PROVIDED DATA.
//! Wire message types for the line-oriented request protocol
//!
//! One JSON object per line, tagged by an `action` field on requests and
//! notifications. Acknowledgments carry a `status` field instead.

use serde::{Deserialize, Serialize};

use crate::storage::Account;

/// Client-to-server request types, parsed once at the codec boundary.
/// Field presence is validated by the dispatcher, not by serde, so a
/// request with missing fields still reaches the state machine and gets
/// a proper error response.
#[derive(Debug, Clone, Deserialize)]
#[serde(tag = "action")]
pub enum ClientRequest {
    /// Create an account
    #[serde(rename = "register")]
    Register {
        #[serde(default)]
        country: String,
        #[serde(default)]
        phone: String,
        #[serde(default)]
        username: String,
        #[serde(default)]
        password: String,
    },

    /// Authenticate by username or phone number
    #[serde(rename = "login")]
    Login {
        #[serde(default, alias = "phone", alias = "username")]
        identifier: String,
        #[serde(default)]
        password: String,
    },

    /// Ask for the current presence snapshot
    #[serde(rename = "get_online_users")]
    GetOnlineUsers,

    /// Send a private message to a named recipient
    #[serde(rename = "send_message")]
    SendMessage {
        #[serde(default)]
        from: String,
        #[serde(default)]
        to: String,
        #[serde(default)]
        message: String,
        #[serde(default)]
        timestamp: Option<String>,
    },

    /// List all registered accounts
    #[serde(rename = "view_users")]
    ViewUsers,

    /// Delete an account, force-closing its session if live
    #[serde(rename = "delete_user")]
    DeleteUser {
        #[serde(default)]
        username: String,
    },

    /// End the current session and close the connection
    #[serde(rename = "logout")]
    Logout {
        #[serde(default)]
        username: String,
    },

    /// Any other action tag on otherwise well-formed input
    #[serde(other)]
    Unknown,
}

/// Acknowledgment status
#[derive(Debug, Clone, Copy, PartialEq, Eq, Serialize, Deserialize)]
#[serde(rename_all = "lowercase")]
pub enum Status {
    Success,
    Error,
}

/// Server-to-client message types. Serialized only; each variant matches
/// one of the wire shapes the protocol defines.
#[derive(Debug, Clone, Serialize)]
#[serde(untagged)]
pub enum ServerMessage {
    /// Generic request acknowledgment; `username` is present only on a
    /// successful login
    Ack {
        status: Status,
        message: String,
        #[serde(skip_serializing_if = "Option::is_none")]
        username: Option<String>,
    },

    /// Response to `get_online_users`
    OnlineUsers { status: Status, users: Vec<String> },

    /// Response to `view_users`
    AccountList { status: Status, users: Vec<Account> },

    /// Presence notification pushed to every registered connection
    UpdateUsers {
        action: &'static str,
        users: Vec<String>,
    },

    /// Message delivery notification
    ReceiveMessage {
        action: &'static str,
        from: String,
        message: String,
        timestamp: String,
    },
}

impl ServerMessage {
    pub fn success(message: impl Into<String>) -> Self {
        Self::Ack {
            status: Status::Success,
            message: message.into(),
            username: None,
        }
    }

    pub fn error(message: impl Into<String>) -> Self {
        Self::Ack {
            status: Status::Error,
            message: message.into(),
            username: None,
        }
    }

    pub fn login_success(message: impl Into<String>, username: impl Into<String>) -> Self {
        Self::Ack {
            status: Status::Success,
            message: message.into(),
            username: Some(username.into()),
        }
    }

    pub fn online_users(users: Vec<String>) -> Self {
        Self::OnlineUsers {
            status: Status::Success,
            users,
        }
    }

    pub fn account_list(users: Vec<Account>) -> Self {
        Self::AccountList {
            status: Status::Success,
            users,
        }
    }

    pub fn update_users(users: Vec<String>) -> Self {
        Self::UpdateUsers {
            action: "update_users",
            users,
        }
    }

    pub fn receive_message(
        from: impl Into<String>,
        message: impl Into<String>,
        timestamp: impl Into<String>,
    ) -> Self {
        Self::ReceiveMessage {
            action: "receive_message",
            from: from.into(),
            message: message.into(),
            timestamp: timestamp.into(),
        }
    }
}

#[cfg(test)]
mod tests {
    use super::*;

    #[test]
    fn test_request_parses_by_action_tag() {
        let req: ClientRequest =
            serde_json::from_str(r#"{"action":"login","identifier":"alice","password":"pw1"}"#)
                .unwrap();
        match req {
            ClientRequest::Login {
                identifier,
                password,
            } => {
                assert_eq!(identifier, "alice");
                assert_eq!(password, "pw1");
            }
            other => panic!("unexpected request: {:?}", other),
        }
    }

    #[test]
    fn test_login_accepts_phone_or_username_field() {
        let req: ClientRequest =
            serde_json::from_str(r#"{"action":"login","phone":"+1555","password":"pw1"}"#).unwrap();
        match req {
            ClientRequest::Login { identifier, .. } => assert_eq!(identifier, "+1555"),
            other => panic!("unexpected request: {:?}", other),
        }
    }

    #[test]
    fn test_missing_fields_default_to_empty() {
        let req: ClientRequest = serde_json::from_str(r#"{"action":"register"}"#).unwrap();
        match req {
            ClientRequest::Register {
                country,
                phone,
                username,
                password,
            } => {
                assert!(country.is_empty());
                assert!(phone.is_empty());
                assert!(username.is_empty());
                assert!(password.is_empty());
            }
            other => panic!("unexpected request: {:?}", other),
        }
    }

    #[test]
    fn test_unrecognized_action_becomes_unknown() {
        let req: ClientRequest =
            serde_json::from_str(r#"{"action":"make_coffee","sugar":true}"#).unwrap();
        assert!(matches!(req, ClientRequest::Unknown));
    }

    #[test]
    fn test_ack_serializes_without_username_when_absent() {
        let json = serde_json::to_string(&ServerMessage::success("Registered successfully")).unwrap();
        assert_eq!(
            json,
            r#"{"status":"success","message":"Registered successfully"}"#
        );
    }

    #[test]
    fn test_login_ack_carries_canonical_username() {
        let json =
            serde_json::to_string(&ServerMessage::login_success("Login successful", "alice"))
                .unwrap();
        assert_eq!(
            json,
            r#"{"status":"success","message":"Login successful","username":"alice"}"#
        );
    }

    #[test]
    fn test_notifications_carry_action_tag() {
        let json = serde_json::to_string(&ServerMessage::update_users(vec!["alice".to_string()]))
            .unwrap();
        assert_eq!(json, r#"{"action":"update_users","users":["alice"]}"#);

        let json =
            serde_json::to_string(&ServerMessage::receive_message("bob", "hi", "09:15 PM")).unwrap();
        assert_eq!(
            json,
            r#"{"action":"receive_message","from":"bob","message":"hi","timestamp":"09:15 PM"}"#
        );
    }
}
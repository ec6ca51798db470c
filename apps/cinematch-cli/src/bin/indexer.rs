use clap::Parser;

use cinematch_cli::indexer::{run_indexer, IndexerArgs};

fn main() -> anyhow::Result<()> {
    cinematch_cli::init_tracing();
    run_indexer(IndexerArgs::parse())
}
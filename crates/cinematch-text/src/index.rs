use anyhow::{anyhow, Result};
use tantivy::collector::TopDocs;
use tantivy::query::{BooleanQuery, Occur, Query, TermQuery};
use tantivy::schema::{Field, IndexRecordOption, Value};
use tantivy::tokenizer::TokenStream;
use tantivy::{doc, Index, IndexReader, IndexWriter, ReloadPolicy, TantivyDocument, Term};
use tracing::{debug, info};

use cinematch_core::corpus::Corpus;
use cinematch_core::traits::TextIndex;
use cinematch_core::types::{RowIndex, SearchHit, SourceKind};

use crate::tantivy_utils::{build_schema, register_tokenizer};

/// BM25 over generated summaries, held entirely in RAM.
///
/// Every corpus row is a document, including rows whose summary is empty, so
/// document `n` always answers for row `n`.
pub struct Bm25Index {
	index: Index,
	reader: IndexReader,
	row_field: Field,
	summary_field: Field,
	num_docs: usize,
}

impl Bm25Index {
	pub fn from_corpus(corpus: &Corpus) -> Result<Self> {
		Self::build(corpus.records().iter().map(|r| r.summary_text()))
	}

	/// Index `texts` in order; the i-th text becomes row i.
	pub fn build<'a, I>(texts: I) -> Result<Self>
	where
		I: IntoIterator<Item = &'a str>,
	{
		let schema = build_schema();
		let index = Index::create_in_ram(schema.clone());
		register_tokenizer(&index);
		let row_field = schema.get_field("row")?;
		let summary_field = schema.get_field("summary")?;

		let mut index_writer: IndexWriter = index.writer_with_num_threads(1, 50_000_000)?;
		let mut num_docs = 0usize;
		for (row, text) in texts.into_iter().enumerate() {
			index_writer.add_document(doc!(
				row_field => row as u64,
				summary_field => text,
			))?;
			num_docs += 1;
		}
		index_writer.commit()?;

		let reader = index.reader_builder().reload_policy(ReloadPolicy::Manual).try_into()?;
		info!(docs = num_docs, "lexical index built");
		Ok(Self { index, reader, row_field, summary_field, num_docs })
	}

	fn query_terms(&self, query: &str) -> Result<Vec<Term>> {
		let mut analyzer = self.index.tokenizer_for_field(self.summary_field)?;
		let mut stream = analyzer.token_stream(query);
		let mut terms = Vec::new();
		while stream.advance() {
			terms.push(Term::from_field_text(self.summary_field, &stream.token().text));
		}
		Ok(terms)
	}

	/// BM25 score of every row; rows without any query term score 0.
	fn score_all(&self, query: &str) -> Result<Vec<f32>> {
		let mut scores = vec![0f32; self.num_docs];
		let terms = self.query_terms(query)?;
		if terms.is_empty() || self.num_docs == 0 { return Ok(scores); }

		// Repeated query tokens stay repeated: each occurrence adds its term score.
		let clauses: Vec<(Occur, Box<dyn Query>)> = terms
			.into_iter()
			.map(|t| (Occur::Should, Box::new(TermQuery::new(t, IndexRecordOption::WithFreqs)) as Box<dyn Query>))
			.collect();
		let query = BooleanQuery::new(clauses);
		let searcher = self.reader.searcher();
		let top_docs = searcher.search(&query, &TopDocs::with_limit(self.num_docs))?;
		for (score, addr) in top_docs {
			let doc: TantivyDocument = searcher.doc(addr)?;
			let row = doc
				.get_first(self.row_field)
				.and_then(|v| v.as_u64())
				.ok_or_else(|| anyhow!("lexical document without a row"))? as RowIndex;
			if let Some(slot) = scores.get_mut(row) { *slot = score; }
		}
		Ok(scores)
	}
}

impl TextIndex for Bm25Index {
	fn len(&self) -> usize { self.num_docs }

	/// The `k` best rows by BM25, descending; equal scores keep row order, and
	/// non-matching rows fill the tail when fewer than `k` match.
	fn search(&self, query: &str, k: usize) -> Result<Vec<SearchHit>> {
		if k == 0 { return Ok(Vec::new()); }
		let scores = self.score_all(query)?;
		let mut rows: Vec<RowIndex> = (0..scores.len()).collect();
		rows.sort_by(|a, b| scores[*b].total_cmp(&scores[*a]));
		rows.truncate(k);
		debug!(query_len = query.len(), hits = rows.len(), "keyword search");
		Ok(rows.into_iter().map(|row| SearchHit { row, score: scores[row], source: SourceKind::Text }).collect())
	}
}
---
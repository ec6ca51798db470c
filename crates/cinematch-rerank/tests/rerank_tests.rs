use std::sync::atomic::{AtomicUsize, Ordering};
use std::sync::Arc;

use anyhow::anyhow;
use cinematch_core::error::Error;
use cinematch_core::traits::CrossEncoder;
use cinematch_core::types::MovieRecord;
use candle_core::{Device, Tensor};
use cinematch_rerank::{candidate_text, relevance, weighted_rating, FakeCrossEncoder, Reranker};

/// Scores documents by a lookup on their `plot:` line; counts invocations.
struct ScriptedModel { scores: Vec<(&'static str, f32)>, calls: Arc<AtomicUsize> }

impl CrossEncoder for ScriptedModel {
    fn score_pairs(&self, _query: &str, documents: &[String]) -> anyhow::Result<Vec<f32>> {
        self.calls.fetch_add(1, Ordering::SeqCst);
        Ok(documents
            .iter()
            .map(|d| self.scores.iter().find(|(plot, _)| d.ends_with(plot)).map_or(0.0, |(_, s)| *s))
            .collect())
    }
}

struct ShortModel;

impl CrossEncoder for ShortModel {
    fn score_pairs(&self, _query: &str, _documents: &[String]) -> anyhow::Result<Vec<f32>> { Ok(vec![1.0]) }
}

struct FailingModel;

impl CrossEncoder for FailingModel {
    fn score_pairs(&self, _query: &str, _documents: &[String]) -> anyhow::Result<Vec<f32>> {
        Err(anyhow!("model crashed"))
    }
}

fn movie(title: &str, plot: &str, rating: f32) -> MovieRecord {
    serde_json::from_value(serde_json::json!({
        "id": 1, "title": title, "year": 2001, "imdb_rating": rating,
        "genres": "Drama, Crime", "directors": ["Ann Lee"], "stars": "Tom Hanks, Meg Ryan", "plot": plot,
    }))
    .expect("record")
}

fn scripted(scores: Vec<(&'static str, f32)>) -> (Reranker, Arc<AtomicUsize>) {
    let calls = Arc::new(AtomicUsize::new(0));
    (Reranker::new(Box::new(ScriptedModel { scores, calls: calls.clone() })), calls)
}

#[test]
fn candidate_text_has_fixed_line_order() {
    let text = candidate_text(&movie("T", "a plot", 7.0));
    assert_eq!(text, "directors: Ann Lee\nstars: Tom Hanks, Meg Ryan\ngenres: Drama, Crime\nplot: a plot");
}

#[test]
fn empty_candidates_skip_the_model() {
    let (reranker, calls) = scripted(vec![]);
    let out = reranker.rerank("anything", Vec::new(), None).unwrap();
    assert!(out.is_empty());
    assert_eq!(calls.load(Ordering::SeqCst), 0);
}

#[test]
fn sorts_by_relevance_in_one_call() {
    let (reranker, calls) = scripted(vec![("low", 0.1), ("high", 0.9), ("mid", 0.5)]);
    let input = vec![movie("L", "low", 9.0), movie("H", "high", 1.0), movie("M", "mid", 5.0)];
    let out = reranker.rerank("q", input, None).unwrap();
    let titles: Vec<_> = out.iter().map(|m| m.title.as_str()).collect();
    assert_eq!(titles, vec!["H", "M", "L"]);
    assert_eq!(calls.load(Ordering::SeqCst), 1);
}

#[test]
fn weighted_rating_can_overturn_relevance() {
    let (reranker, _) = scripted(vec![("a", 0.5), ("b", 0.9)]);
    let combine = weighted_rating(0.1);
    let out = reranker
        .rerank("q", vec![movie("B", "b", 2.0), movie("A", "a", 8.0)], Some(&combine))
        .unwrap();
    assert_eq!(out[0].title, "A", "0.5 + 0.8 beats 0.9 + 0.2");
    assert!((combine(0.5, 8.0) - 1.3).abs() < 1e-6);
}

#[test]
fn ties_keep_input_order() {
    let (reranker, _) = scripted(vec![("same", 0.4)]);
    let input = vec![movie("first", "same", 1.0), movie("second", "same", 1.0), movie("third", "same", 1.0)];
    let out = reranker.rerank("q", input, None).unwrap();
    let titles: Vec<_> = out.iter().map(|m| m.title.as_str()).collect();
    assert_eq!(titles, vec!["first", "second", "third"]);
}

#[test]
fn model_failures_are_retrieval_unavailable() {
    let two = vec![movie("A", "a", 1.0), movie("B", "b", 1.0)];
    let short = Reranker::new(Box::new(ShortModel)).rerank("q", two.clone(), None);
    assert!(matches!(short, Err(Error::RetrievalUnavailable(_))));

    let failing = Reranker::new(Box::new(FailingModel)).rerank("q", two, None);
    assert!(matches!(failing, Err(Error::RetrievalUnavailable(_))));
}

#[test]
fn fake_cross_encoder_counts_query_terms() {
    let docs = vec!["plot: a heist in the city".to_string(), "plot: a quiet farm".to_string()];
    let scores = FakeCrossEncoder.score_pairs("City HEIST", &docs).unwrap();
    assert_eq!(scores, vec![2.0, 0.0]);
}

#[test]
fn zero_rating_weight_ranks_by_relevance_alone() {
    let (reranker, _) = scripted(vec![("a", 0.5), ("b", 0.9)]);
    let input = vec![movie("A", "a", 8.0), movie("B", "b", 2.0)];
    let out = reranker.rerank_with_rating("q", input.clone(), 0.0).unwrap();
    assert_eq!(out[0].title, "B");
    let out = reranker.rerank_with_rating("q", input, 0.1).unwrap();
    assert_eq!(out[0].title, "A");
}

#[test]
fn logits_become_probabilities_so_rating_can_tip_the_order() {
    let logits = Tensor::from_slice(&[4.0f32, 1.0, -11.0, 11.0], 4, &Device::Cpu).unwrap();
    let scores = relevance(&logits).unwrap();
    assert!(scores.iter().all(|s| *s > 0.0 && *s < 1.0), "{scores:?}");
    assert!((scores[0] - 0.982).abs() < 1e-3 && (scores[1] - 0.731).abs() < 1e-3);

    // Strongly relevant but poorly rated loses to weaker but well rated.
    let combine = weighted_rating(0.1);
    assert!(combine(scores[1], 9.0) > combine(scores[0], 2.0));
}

WHAT IS REQUIRED. How many lines above contain the word "timestamp"? Answer with the number alone.

SOLUTION TO THE EXERCISE. 5